# Information shown:
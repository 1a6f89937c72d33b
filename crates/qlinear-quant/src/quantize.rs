//! Quantization Functions
//!
//! Applies a scale and zero point to arrays of real values, and drives range
//! resolution, parameter computation and quantization for whole arrays or
//! per-axis slices.
//!
//! @version 0.1.0
//! @author Qlinear Development Team

use rayon::prelude::*;
use serde::{Deserialize, Serialize};

use crate::config::QuantConfig;
use crate::error::{QuantError, QuantResult};
use crate::float8::Float8E4M3Fn;
use crate::params::{
    compute_scale_zero_point, compute_scale_zero_point_float8_with_cache, population_std_dev,
    Float8DistributionCache, QuantizationParams,
};
use crate::range::resolve_range;
use crate::types::{QuantizedData, RealValue, StorageType, ZeroPoint};

// =============================================================================
// Array Quantizer
// =============================================================================

/// Quantizes `data` with a known scale and zero point.
///
/// Integer storage computes `clip(round(x / scale) + zero_point, low, high)` in
/// f32 with half-to-even rounding. The clip bounds are the symmetric full
/// range of the type (int8 `[-127, 127]`, int16 `[-32767, 32767]`, unsigned
/// types their full range) narrowed by `low` and `high`.
///
/// Float8 storage encodes `x / scale` to the nearest E4M3FN code; `low` and
/// `high` do not apply and the zero point must be zero.
///
/// # Errors
/// - `ZeroPointType` if a float8 zero point is used for integer storage.
/// - `UnsupportedOperation` if a float8 zero point is not zero.
pub fn quantize<T: RealValue>(
    storage: StorageType,
    data: &[T],
    scale: T,
    zero_point: ZeroPoint,
    low: Option<i32>,
    high: Option<i32>,
) -> QuantResult<QuantizedData> {
    if storage.is_float8() {
        return quantize_float8(data, scale, zero_point);
    }

    let zero_point = zero_point.as_i32().ok_or_else(|| {
        QuantError::ZeroPointType(format!(
            "zero_point cannot be {} for integer quantization",
            zero_point.storage_type()
        ))
    })?;

    let range = resolve_range(storage, false, true)?;
    let clip_low = low.map_or(range.qmin(), |low| low.max(range.qmin())) as f32;
    let clip_high = high.map_or(range.qmax(), |high| high.min(range.qmax())) as f32;
    let scale = scale.to_f32();
    let zero_point = zero_point as f32;

    // `max` then `min` matches numpy.clip when the bounds cross.
    let affine = |x: T| -> f32 {
        ((x.to_f32() / scale).round_ties_even() + zero_point)
            .max(clip_low)
            .min(clip_high)
    };

    Ok(match storage {
        StorageType::QInt8 => {
            QuantizedData::I8(data.par_iter().map(|&x| affine(x) as i8).collect())
        }
        StorageType::QUInt8 => {
            QuantizedData::U8(data.par_iter().map(|&x| affine(x) as u8).collect())
        }
        StorageType::QInt16 => {
            QuantizedData::I16(data.par_iter().map(|&x| affine(x) as i16).collect())
        }
        StorageType::QUInt16 => {
            QuantizedData::U16(data.par_iter().map(|&x| affine(x) as u16).collect())
        }
        StorageType::QFloat8E4M3Fn => {
            return Err(QuantError::InvalidQuantType(format!("{storage} is not an integer type")))
        }
    })
}

/// Encodes `x / scale` for every value as E4M3FN.
fn quantize_float8<T: RealValue>(
    data: &[T],
    scale: T,
    zero_point: ZeroPoint,
) -> QuantResult<QuantizedData> {
    if !zero_point.is_zero() {
        return Err(QuantError::UnsupportedOperation(format!(
            "zero_point is expected to be null for float 8 not {zero_point}"
        )));
    }
    let scale = scale.to_f32();
    let codes = data
        .par_iter()
        .map(|&x| Float8E4M3Fn::from_f32(x.to_f32() / scale))
        .collect();
    Ok(QuantizedData::F8E4M3Fn(codes))
}

// =============================================================================
// Batch Driver
// =============================================================================

/// Result of quantizing one array.
#[derive(Debug, Clone, PartialEq, Serialize, Deserialize)]
pub struct QuantizedWeight<T> {
    /// Real minimum used (before zero inclusion and symmetrization).
    pub rmin: T,
    /// Real maximum used (before zero inclusion and symmetrization).
    pub rmax: T,
    /// Zero point.
    pub zero_point: ZeroPoint,
    /// Scale.
    pub scale: T,
    /// Quantized values, same length as the input.
    pub quantized: QuantizedData,
}

impl<T: RealValue> QuantizedWeight<T> {
    /// Returns the scale and zero point.
    pub fn params(&self) -> QuantizationParams<T> {
        QuantizationParams::new(self.zero_point, self.scale)
    }
}

/// Quantizes one array of weights.
///
/// `rmin` and `rmax` default to the minimum and maximum of `data`. An empty
/// array returns `rmin = rmax = 0`, zero point 0, scale 1 and no values.
/// Integer codes never leave the resolved range, so reduced-range uint8 stays
/// within `[0, 127]`.
///
/// # Errors
/// - `UnsupportedOperation` for float8 with `reduce_range`.
/// - `NanQuantized` if any float8 code is NaN.
#[allow(clippy::too_many_arguments)]
pub fn quantize_data<T: RealValue>(
    data: &[T],
    storage: StorageType,
    symmetric: bool,
    reduce_range: bool,
    min_real_range: Option<T>,
    rmin_override: Option<T>,
    rmax_override: Option<T>,
) -> QuantResult<QuantizedWeight<T>> {
    let config = QuantConfig {
        storage_type: storage,
        symmetric,
        reduce_range,
        min_real_range: min_real_range.map(RealValue::to_f64),
        rmin_override: rmin_override.map(RealValue::to_f64),
        rmax_override: rmax_override.map(RealValue::to_f64),
    };
    quantize_data_with_config(data, &config)
}

/// Quantizes one array with settings from a [`QuantConfig`].
pub fn quantize_data_with_config<T: RealValue>(
    data: &[T],
    config: &QuantConfig,
) -> QuantResult<QuantizedWeight<T>> {
    quantize_data_with_cache(data, config, Float8DistributionCache::global())
}

/// Quantizes one array, reading float8 distributions from `cache`.
pub fn quantize_data_with_cache<T: RealValue>(
    data: &[T],
    config: &QuantConfig,
    cache: &Float8DistributionCache,
) -> QuantResult<QuantizedWeight<T>> {
    config.validate()?;
    let storage = config.storage_type;

    let (data_min, data_max) = min_max(data);
    let rmin = config.rmin_override.map_or(data_min, T::from_f64);
    let rmax = config.rmax_override.map_or(data_max, T::from_f64);

    if data.is_empty() {
        return Ok(QuantizedWeight {
            rmin,
            rmax,
            zero_point: ZeroPoint::zero(storage),
            scale: T::ONE,
            quantized: QuantizedData::empty(storage),
        });
    }

    if let Some(variant) = storage.float8_variant() {
        let std = T::from_f64(population_std_dev(data.iter().map(|x| x.to_f64())));
        let (zero_point, mut scale) =
            compute_scale_zero_point_float8_with_cache(cache, variant, std)?;
        if scale <= T::ZERO {
            // Constant data has no spread; keep values unscaled instead of dividing by zero.
            tracing::debug!(std = %std, "float8 scale collapsed, using scale 1");
            scale = T::ONE;
        }

        let quantized = quantize(storage, data, scale, zero_point, None, None)?;
        check_float8_codes(&quantized, data_min, data_max)?;

        return Ok(QuantizedWeight {
            rmin,
            rmax,
            zero_point,
            scale,
            quantized,
        });
    }

    let range = resolve_range(storage, config.reduce_range, config.symmetric)?;
    let (zero_point, scale) = compute_scale_zero_point(
        rmin,
        rmax,
        range.qmin(),
        range.qmax(),
        config.symmetric,
        config.min_real_range.map(T::from_f64),
    )?;
    let zero_point = ZeroPoint::from_i64(storage, i64::from(zero_point))?;
    let quantized = quantize(
        storage,
        data,
        scale,
        zero_point,
        Some(range.qmin()),
        Some(range.qmax()),
    )?;

    Ok(QuantizedWeight {
        rmin,
        rmax,
        zero_point,
        scale,
        quantized,
    })
}

/// Returns `(min, max)` of `data`, or `(0, 0)` when empty.
fn min_max<T: RealValue>(data: &[T]) -> (T, T) {
    let mut iter = data.iter().copied();
    let first = match iter.next() {
        Some(first) => first,
        None => return (T::ZERO, T::ZERO),
    };
    iter.fold((first, first), |(lo, hi), x| {
        (if x < lo { x } else { lo }, if x > hi { x } else { hi })
    })
}

/// Fails if any float8 code carries the NaN pattern.
fn check_float8_codes<T: RealValue>(
    quantized: &QuantizedData,
    rmin: T,
    rmax: T,
) -> QuantResult<()> {
    let QuantizedData::F8E4M3Fn(codes) = quantized else {
        return Ok(());
    };
    if !codes.par_iter().any(|code| code.is_nan()) {
        return Ok(());
    }

    let decoded = codes.iter().map(|code| code.to_f32());
    let qmin = decoded.clone().fold(f32::INFINITY, f32::min);
    let qmax = decoded.fold(f32::NEG_INFINITY, f32::max);
    tracing::error!(
        rmin = %rmin,
        rmax = %rmax,
        "float8 quantization produced NaN codes"
    );
    Err(QuantError::NanQuantized {
        rmin: rmin.to_f32(),
        rmax: rmax.to_f32(),
        qmin,
        qmax,
    })
}

// =============================================================================
// Per-Axis Driver
// =============================================================================

/// A weight quantized independently along one axis.
#[derive(Debug, Clone, PartialEq, Serialize, Deserialize)]
pub struct QuantizedInitializer<T> {
    /// Shape of the weight.
    pub shape: Vec<usize>,
    /// Normalized channel axis.
    pub axis: usize,
    /// Real minimum per channel.
    pub rmins: Vec<T>,
    /// Real maximum per channel.
    pub rmaxs: Vec<T>,
    /// Zero point per channel.
    pub zero_points: Vec<ZeroPoint>,
    /// Scale per channel.
    pub scales: Vec<T>,
    /// Quantized values in the original element order.
    pub quantized: QuantizedData,
}

impl<T> QuantizedInitializer<T> {
    /// Returns the number of channels.
    pub fn num_channels(&self) -> usize {
        self.scales.len()
    }
}

/// Maps `axis` into `[0, rank)`, counting negative axes from the end.
pub fn normalize_axis(axis: i64, rank: usize) -> Option<usize> {
    let rank = i64::try_from(rank).ok()?;
    let normalized = if axis < 0 { axis + rank } else { axis };
    if (0..rank).contains(&normalized) {
        usize::try_from(normalized).ok()
    } else {
        None
    }
}

/// Quantizes every slice of `data` along `axis` with its own parameters.
///
/// # Errors
/// - `ShapeMismatch` if `data.len()` differs from the product of `shape`.
/// - `InvalidAxis` if `axis` is outside `[-rank, rank)`.
/// - Any error of [`quantize_data_with_config`] for a channel.
pub fn quantize_data_per_axis<T: RealValue>(
    data: &[T],
    shape: &[usize],
    axis: i64,
    config: &QuantConfig,
) -> QuantResult<QuantizedInitializer<T>> {
    quantize_data_per_axis_with_cache(data, shape, axis, config, Float8DistributionCache::global())
}

/// Per-axis quantization reading float8 distributions from `cache`.
pub fn quantize_data_per_axis_with_cache<T: RealValue>(
    data: &[T],
    shape: &[usize],
    axis: i64,
    config: &QuantConfig,
    cache: &Float8DistributionCache,
) -> QuantResult<QuantizedInitializer<T>> {
    let numel: usize = shape.iter().product();
    if numel != data.len() {
        return Err(QuantError::ShapeMismatch {
            expected: shape.to_vec(),
            actual: vec![data.len()],
        });
    }
    let axis_index = normalize_axis(axis, shape.len()).ok_or(QuantError::InvalidAxis {
        axis,
        rank: shape.len(),
    })?;

    let outer: usize = shape[..axis_index].iter().product();
    let channels = shape[axis_index];
    let inner: usize = shape[axis_index + 1..].iter().product();

    let results = (0..channels)
        .into_par_iter()
        .map(|c| {
            let slice: Vec<T> = (0..outer)
                .flat_map(|o| {
                    let start = (o * channels + c) * inner;
                    data[start..start + inner].iter().copied()
                })
                .collect();
            quantize_data_with_cache(&slice, config, cache)
        })
        .collect::<QuantResult<Vec<_>>>()?;

    let mut rmins = Vec::with_capacity(channels);
    let mut rmaxs = Vec::with_capacity(channels);
    let mut zero_points = Vec::with_capacity(channels);
    let mut scales = Vec::with_capacity(channels);
    let mut parts = Vec::with_capacity(channels);
    for weight in results {
        rmins.push(weight.rmin);
        rmaxs.push(weight.rmax);
        zero_points.push(weight.zero_point);
        scales.push(weight.scale);
        parts.push(weight.quantized);
    }

    let quantized = QuantizedData::interleave(parts, config.storage_type, outer, inner)?;

    Ok(QuantizedInitializer {
        shape: shape.to_vec(),
        axis: axis_index,
        rmins,
        rmaxs,
        zero_points,
        scales,
        quantized,
    })
}

// =============================================================================
// Tests
// =============================================================================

# Exercise prompt:
Which lines hold the string "inclusion"? Copy all of them from the data above.

# Reply to the exercise:
    /// Real minimum used (before zero inclusion and symmetrization).
    /// Real maximum used (before zero inclusion and symmetrization).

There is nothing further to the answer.